The expected response is the entire set of entries, copied exactly.

Segment Open

//! Scrollback for the output pane.
//!
//! Entries are appended as markup lines (see [`crate::ui::markup`]); the pane
//! never rewrites earlier lines except through [`OutputPane::clear`].

use crate::core::constants::{MODEL_OUTPUT_SEPARATOR, USER_INPUT_SEPARATOR};
use crate::core::message::{Message, Role};
use crate::ui::markup::{self, escape, RESET};
use crate::ui::theme::Theme;

const TAB_WIDTH: usize = 4;

#[derive(Debug, Default, Clone)]
pub struct OutputPane {
    lines: Vec<String>,
    // Lines scrolled up from the bottom; 0 follows new output.
    scroll_back: u16,
}

fn content_lines(content: &str) -> impl Iterator<Item = String> + '_ {
    content
        .lines()
        .map(|line| escape(&line.replace('\t', &" ".repeat(TAB_WIDTH))))
}

impl OutputPane {
    pub fn new() -> Self {
        Self::default()
    }

    pub fn push_user(&mut self, theme: &Theme, content: &str) {
        let text_tag = markup::tag(theme.user_text_color);
        let mut block = vec![format!(
            "{}{USER_INPUT_SEPARATOR}{RESET}",
            markup::tag(theme.user_marker_color)
        )];
        block.extend(content_lines(content).map(|line| format!("{text_tag}{line}")));
        self.push_block(block);
    }

    pub fn push_assistant(&mut self, theme: &Theme, content: &str) {
        let text_tag = markup::tag(theme.model_text_color);
        let mut block = vec![format!(
            "{}{MODEL_OUTPUT_SEPARATOR}{RESET}",
            markup::tag(theme.model_marker_color)
        )];
        block.extend(content_lines(content).map(|line| format!("{text_tag}{line}")));
        self.push_block(block);
    }

    pub fn push_message(&mut self, theme: &Theme, message: &Message) {
        match message.role {
            Role::User => self.push_user(theme, &message.content),
            Role::Assistant => self.push_assistant(theme, &message.content),
        }
    }

    pub fn push_error(&mut self, theme: &Theme, message: &str) {
        let tag = markup::tag(theme.error_color);
        let block = content_lines(message)
            .enumerate()
            .map(|(idx, line)| {
                if idx == 0 {
                    format!("{tag}Error: {line}")
                } else {
                    format!("{tag}{line}")
                }
            })
            .collect();
        self.push_block(block);
    }

    pub fn push_notice(&mut self, theme: &Theme, message: &str) {
        let tag = markup::tag(theme.notice_color);
        let block = content_lines(message)
            .map(|line| format!("{tag}{line}"))
            .collect();
        self.push_block(block);
    }

    fn push_block(&mut self, block: Vec<String>) {
        if block.is_empty() {
            return;
        }
        // Blank spacer between entries
        if !self.lines.is_empty() {
            self.lines.push(String::new());
        }
        self.lines.extend(block);
        self.snap_to_bottom();
    }

    pub fn clear(&mut self) {
        self.lines.clear();
        self.scroll_back = 0;
    }

    pub fn lines(&self) -> &[String] {
        &self.lines
    }

    pub fn is_empty(&self) -> bool {
        self.lines.is_empty()
    }

    /// The pane's text with markup removed.
    pub fn plain_lines(&self) -> Vec<String> {
        self.lines.iter().map(|line| markup::strip(line)).collect()
    }

    pub fn contains(&self, needle: &str) -> bool {
        self.plain_lines().iter().any(|line| line.contains(needle))
    }

    pub fn scroll_back(&self) -> u16 {
        self.scroll_back
    }

    pub fn scroll_up(&mut self, lines: u16) {
        self.scroll_back = self.scroll_back.saturating_add(lines);
    }

    pub fn scroll_down(&mut self, lines: u16) {
        self.scroll_back = self.scroll_back.saturating_sub(lines);
    }

    /// Cap the scroll offset once the renderer knows how far it can go.
    pub fn clamp_scroll(&mut self, max_scroll_back: u16) {
        self.scroll_back = self.scroll_back.min(max_scroll_back);
    }

    pub fn snap_to_bottom(&mut self) {
        self.scroll_back = 0;
    }
}

#[cfg(test)]
mod tests {
    use super::*;

    #[test]
    fn user_entry_has_separator_then_content() {
        let theme = Theme::dracula();
        let mut pane = OutputPane::new();

        pane.push_user(&theme, "hi\nthere");

        assert_eq!(
            pane.plain_lines(),
            vec![USER_INPUT_SEPARATOR.to_string(), "hi".into(), "there".into()]
        );
        assert!(pane.lines()[0].starts_with(&markup::tag(theme.user_marker_color)));
    }

    #[test]
    fn entries_are_separated_by_blank_lines() {
        let theme = Theme::dracula();
        let mut pane = OutputPane::new();

        pane.push_user(&theme, "hi");
        pane.push_assistant(&theme, "Hello!");

        assert_eq!(
            pane.plain_lines(),
            vec![
                USER_INPUT_SEPARATOR.to_string(),
                "hi".into(),
                String::new(),
                MODEL_OUTPUT_SEPARATOR.to_string(),
                "Hello!".into(),
            ]
        );
    }

    #[test]
    fn content_brackets_cannot_inject_colors() {
        let theme = Theme::dracula();
        let mut pane = OutputPane::new();

        pane.push_assistant(&theme, "use [#ff0000] or [-] literally");

        assert_eq!(pane.plain_lines()[1], "use [#ff0000] or [-] literally");
    }

    #[test]
    fn error_lines_are_prefixed() {
        let theme = Theme::dracula();
        let mut pane = OutputPane::new();

        pane.push_error(&theme, "Could not connect to llama3.1. Is it running?");

        assert_eq!(
            pane.plain_lines(),
            vec!["Error: Could not connect to llama3.1. Is it running?".to_string()]
        );
        assert!(pane.lines()[0].starts_with(&markup::tag(theme.error_color)));
    }

    #[test]
    fn new_output_snaps_back_to_bottom() {
        let theme = Theme::dracula();
        let mut pane = OutputPane::new();
        pane.push_user(&theme, "one");
        pane.scroll_up(5);
        assert_eq!(pane.scroll_back(), 5);

        pane.push_assistant(&theme, "two");

        assert_eq!(pane.scroll_back(), 0);
    }

    #[test]
    fn scrolling_saturates_and_clamps() {
        let mut pane = OutputPane::new();
        pane.scroll_down(3);
        assert_eq!(pane.scroll_back(), 0);

        pane.scroll_up(u16::MAX);
        pane.scroll_up(1);
        assert_eq!(pane.scroll_back(), u16::MAX);

        pane.clamp_scroll(4);
        assert_eq!(pane.scroll_back(), 4);
    }

    #[test]
    fn clear_empties_pane() {
        let theme = Theme::dracula();
        let mut pane = OutputPane::new();
        pane.push_notice(&theme, "History cleared.");
        pane.scroll_up(2);

        pane.clear();

        assert!(pane.is_empty());
        assert_eq!(pane.scroll_back(), 0);
    }

    #[test]
    fn tabs_expand_to_spaces() {
        let theme = Theme::dracula();
        let mut pane = OutputPane::new();
        pane.push_assistant(&theme, "\tindented");
        assert_eq!(pane.plain_lines()[1], "    indented");
    }
}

Segment Closed

■ TASK RESPONSE:
//! Scrollback for the output pane.
//!
//! Entries are appended as markup lines (see [`crate::ui::markup`]); the pane
//! never rewrites earlier lines except through [`OutputPane::clear`].

use crate::core::constants::{MODEL_OUTPUT_SEPARATOR, USER_INPUT_SEPARATOR};
use crate::core::message::{Message, Role};
use crate::ui::markup::{self, escape, RESET};
use crate::ui::theme::Theme;

const TAB_WIDTH: usize = 4;

#[derive(Debug, Default, Clone)]
pub struct OutputPane {
    lines: Vec<String>,
    // Lines scrolled up from the bottom; 0 follows new output.
    scroll_back: u16,
}

fn content_lines(content: &str) -> impl Iterator<Item = String> + '_ {
    content
        .lines()
        .map(|line| escape(&line.replace('\t', &" ".repeat(TAB_WIDTH))))
}

impl OutputPane {
    pub fn new() -> Self {
        Self::default()
    }

    pub fn push_user(&mut self, theme: &Theme, content: &str) {
        let text_tag = markup::tag(theme.user_text_color);
        let mut block = vec![format!(
            "{}{USER_INPUT_SEPARATOR}{RESET}",
            markup::tag(theme.user_marker_color)
        )];
        block.extend(content_lines(content).map(|line| format!("{text_tag}{line}")));
        self.push_block(block);
    }

    pub fn push_assistant(&mut self, theme: &Theme, content: &str) {
        let text_tag = markup::tag(theme.model_text_color);
        let mut block = vec![format!(
            "{}{MODEL_OUTPUT_SEPARATOR}{RESET}",
            markup::tag(theme.model_marker_color)
        )];
        block.extend(content_lines(content).map(|line| format!("{text_tag}{line}")));
        self.push_block(block);
    }

    pub fn push_message(&mut self, theme: &Theme, message: &Message) {
        match message.role {
            Role::User => self.push_user(theme, &message.content),
            Role::Assistant => self.push_assistant(theme, &message.content),
        }
    }

    pub fn push_error(&mut self, theme: &Theme, message: &str) {
        let tag = markup::tag(theme.error_color);
        let block = content_lines(message)
            .enumerate()
            .map(|(idx, line)| {
                if idx == 0 {
                    format!("{tag}Error: {line}")
                } else {
                    format!("{tag}{line}")
                }
            })
            .collect();
        self.push_block(block);
    }

    pub fn push_notice(&mut self, theme: &Theme, message: &str) {
        let tag = markup::tag(theme.notice_color);
        let block = content_lines(message)
            .map(|line| format!("{tag}{line}"))
            .collect();
        self.push_block(block);
    }

    fn push_block(&mut self, block: Vec<String>) {
        if block.is_empty() {
            return;
        }
        // Blank spacer between entries
        if !self.lines.is_empty() {
            self.lines.push(String::new());
        }
        self.lines.extend(block);
        self.snap_to_bottom();
    }

    pub fn clear(&mut self) {
        self.lines.clear();
        self.scroll_back = 0;
    }

    pub fn lines(&self) -> &[String] {
        &self.lines
    }

    pub fn is_empty(&self) -> bool {
        self.lines.is_empty()
    }

    /// The pane's text with markup removed.
    pub fn plain_lines(&self) -> Vec<String> {
        self.lines.iter().map(|line| markup::strip(line)).collect()
    }

    pub fn contains(&self, needle: &str) -> bool {
        self.plain_lines().iter().any(|line| line.contains(needle))
    }

    pub fn scroll_back(&self) -> u16 {
        self.scroll_back
    }

    pub fn scroll_up(&mut self, lines: u16) {
        self.scroll_back = self.scroll_back.saturating_add(lines);
    }

    pub fn scroll_down(&mut self, lines: u16) {
        self.scroll_back = self.scroll_back.saturating_sub(lines);
    }

    /// Cap the scroll offset once the renderer knows how far it can go.
    pub fn clamp_scroll(&mut self, max_scroll_back: u16) {
        self.scroll_back = self.scroll_back.min(max_scroll_back);
    }

    pub fn snap_to_bottom(&mut self) {
        self.scroll_back = 0;
    }
}

#[cfg(test)]
mod tests {
    use super::*;

    #[test]
    fn user_entry_has_separator_then_content() {
        let theme = Theme::dracula();
        let mut pane = OutputPane::new();

        pane.push_user(&theme, "hi\nthere");

        assert_eq!(
            pane.plain_lines(),
            vec![USER_INPUT_SEPARATOR.to_string(), "hi".into(), "there".into()]
        );
        assert!(pane.lines()[0].starts_with(&markup::tag(theme.user_marker_color)));
    }

    #[test]
    fn entries_are_separated_by_blank_lines() {
        let theme = Theme::dracula();
        let mut pane = OutputPane::new();

        pane.push_user(&theme, "hi");
        pane.push_assistant(&theme, "Hello!");

        assert_eq!(
            pane.plain_lines(),
            vec![
                USER_INPUT_SEPARATOR.to_string(),
                "hi".into(),
                String::new(),
                MODEL_OUTPUT_SEPARATOR.to_string(),
                "Hello!".into(),
            ]
        );
    }

    #[test]
    fn content_brackets_cannot_inject_colors() {
        let theme = Theme::dracula();
        let mut pane = OutputPane::new();

        pane.push_assistant(&theme, "use [#ff0000] or [-] literally");

        assert_eq!(pane.plain_lines()[1], "use [#ff0000] or [-] literally");
    }

    #[test]
    fn error_lines_are_prefixed() {
        let theme = Theme::dracula();
        let mut pane = OutputPane::new();

        pane.push_error(&theme, "Could not connect to llama3.1. Is it running?");

        assert_eq!(
            pane.plain_lines(),
            vec!["Error: Could not connect to llama3.1. Is it running?".to_string()]
        );
        assert!(pane.lines()[0].starts_with(&markup::tag(theme.error_color)));
    }

    #[test]
    fn new_output_snaps_back_to_bottom() {
        let theme = Theme::dracula();
        let mut pane = OutputPane::new();
        pane.push_user(&theme, "one");
        pane.scroll_up(5);
        assert_eq!(pane.scroll_back(), 5);

        pane.push_assistant(&theme, "two");

        assert_eq!(pane.scroll_back(), 0);
    }

    #[test]
    fn scrolling_saturates_and_clamps() {
        let mut pane = OutputPane::new();
        pane.scroll_down(3);
        assert_eq!(pane.scroll_back(), 0);

        pane.scroll_up(u16::MAX);
        pane.scroll_up(1);
        assert_eq!(pane.scroll_back(), u16::MAX);

        pane.clamp_scroll(4);
        assert_eq!(pane.scroll_back(), 4);
    }

    #[test]
    fn clear_empties_pane() {
        let theme = Theme::dracula();
        let mut pane = OutputPane::new();
        pane.push_notice(&theme, "History cleared.");
        pane.scroll_up(2);

        pane.clear();

        assert!(pane.is_empty());
        assert_eq!(pane.scroll_back(), 0);
    }

    #[test]
    fn tabs_expand_to_spaces() {
        let theme = Theme::dracula();
        let mut pane = OutputPane::new();
        pane.push_assistant(&theme, "\tindented");
        assert_eq!(pane.plain_lines()[1], "    indented");
    }
}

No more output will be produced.